China’s Attacks on Lawyers and Civil Society

By Anita Dhanvanthari

This Friday the International Olympic Committee (IOC) will select the host city for the XXIV Olympic Winter Games in 2022. The remaining contestants are Almaty, Kazakhstan and Beijing, China.

Although China has never hosted the Winter Olympics, Beijing played host to the 2008 Summer Olympic Games, and as Human Rights First previously noted, “China received harsh criticism on its human rights record during the 2008 Olympics.” The government evicted hundreds of thousands of citizens, imprisoned dissidents, and silenced many journalists in the run-up to the games.

Many advocates are opposing Beijing’s bid, but if the IOC elects China to host the 2022 Winter Olympics, China should not repeat its actions from 2008. Unfortunately, China is already cracking down.

Earlier this month, police detained more than 200 human rights lawyers, activists, and their family members, and some are still in custody. The government has denied them access to their own attorneys. The New York Times reported that lawyers call this “the most withering political assault on their profession in decades.”

This comes only a few months before President Xi Jinping’s state visit to Washington in September. The State Department has condemned the crackdown, as have international law organizations.

Li Fangping, a prominent human rights lawyer, was interrogated for several hours before being released. Many of the detained lawyers are associated with the Fengrui Law Firm, noted for representing politically sensitive clients. Wang Yu, a lawyer at the Fengrui Law Firm, was one of the first detained and is still being held at an undisclosed location.

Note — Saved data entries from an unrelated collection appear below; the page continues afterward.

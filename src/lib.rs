//! # Fleetbench - Distributed Benchmark Orchestration
//!
//! Fleetbench drives storage and load benchmarks (fio, cassandra-stress,
//! diskplorer, scylla-bench) across a fleet of remote hosts reached over
//! `ssh`/`scp`, then merges the per-host HDR histogram logs into
//! fleet-wide results.
//!
//! ## Core Concepts
//!
//! - **Fleet**: the ordered, address-unique set of hosts one orchestration
//!   operation targets
//! - **Connection**: a retrying ssh/scp wrapper bound to one host
//! - **Tool adapter**: the uniform install/prepare/run/download lifecycle
//!   around one benchmark binary
//! - **Fan-out / fan-in**: one concurrent task per fleet member, joined on
//!   a hard barrier before the next phase starts
//! - **Aggregation**: merging per-host histogram logs by metric name and
//!   summarizing them via the external JVM histogram tools
//!
//! ## Architecture Overview
//!
//! ```text
//! ┌────────────────────────────────────────────────────────────┐
//! │                   Scenario driver (external)                │
//! └────────────────────────────────────────────────────────────┘
//!          │ install → prepare → run → download      │ aggregate
//!          ▼                                         ▼
//! ┌─────────────────────┐                  ┌─────────────────────┐
//! │    Tool adapters    │                  │     Aggregator      │
//! │ (fio, c-stress, ...)│                  │  (merge + process)  │
//! └─────────────────────┘                  └─────────────────────┘
//!          │ per-host fan-out                        │
//!          ▼                                         ▼
//! ┌─────────────────────┐                  ┌─────────────────────┐
//! │  executor::run_all  │                  │  JVM histogram      │
//! │  (barrier join)     │                  │  tools (black box)  │
//! └─────────────────────┘                  └─────────────────────┘
//!          │
//!          ▼
//! ┌─────────────────────┐
//! │   SshConnection     │──── ssh / scp ───▶  Target hosts
//! └─────────────────────┘
//! ```
//!
//! ## Quick Example
//!
//! ```rust,ignore
//! use fleetbench::prelude::*;
//! use std::sync::Arc;
//!
//! #[tokio::main]
//! async fn main() -> Result<()> {
//!     let props: Properties = load_yaml("properties.yml")?;
//!     let env: Environment = load_yaml("environment.yml")?;
//!     let invoker: Arc<dyn CommandInvoker> = Arc::new(LocalInvoker::new());
//!
//!     let fleet = Fleet::from_addresses(
//!         &env.loadgenerator_public_ips,
//!         &props.load_generator_user,
//!         &props.ssh_options,
//!     );
//!
//!     let bench = ScyllaBench::new(fleet, &props.scylla_bench_version, invoker.clone());
//!     bench.install().await;
//!     bench.prepare().await;
//!     require_all("run", bench.run("-workload sequential -mode write").await)?;
//!     bench.download("trials/latest".as_ref()).await;
//!
//!     let report = Aggregator::new(&props, invoker)
//!         .aggregate("trials/latest".as_ref())
//!         .await?;
//!     println!("{} metrics merged", report.merged.len());
//!     Ok(())
//! }
//! ```

#![warn(clippy::all)]
#![allow(clippy::module_name_repetitions)]

pub mod config;
pub mod connection;
pub mod error;
pub mod executor;
pub mod metadata;
pub mod process;
pub mod results;
pub mod telemetry;
pub mod tools;

pub use error::{Error, Result};

/// Convenient re-exports of the commonly used types and traits.
pub mod prelude {
    pub use crate::config::{load_yaml, Environment, Properties};
    pub use crate::connection::{
        ConnectionState, Fleet, Host, PackageManager, SshConnection,
    };
    pub use crate::error::{Error, Result};
    pub use crate::executor::{log_outcomes, require_all, run_all, TaskOutcome};
    pub use crate::metadata::collect_instance_metadata;
    pub use crate::process::{CommandInvoker, InvocationOutput, InvocationSpec, LocalInvoker};
    pub use crate::results::{Aggregator, HistogramTools, MergedLog, SummaryReport};
    pub use crate::telemetry::{init_logging, LogFormat};
    pub use crate::tools::{
        create, BenchTool, CassandraStress, DiskExplorer, Fio, ScyllaBench, ToolKind,
    };
}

The recent crackdown is part of a wider push by the Chinese government to silence civil society. Pending legislation regulating foreign NGOs and nonprofits would drastically change the landscape of Chinese civil society. The proposed law, expected to be enacted later this year, would restrict civil society when the Chinese government should be moving to protect it.

The draft law regulates every aspect of foreign nonprofits. It requires them to seek police approval for all activities and to find a government sponsor. Such regulations could encourage NGOs to move to a different country, because it would be too troublesome to continue operating in China.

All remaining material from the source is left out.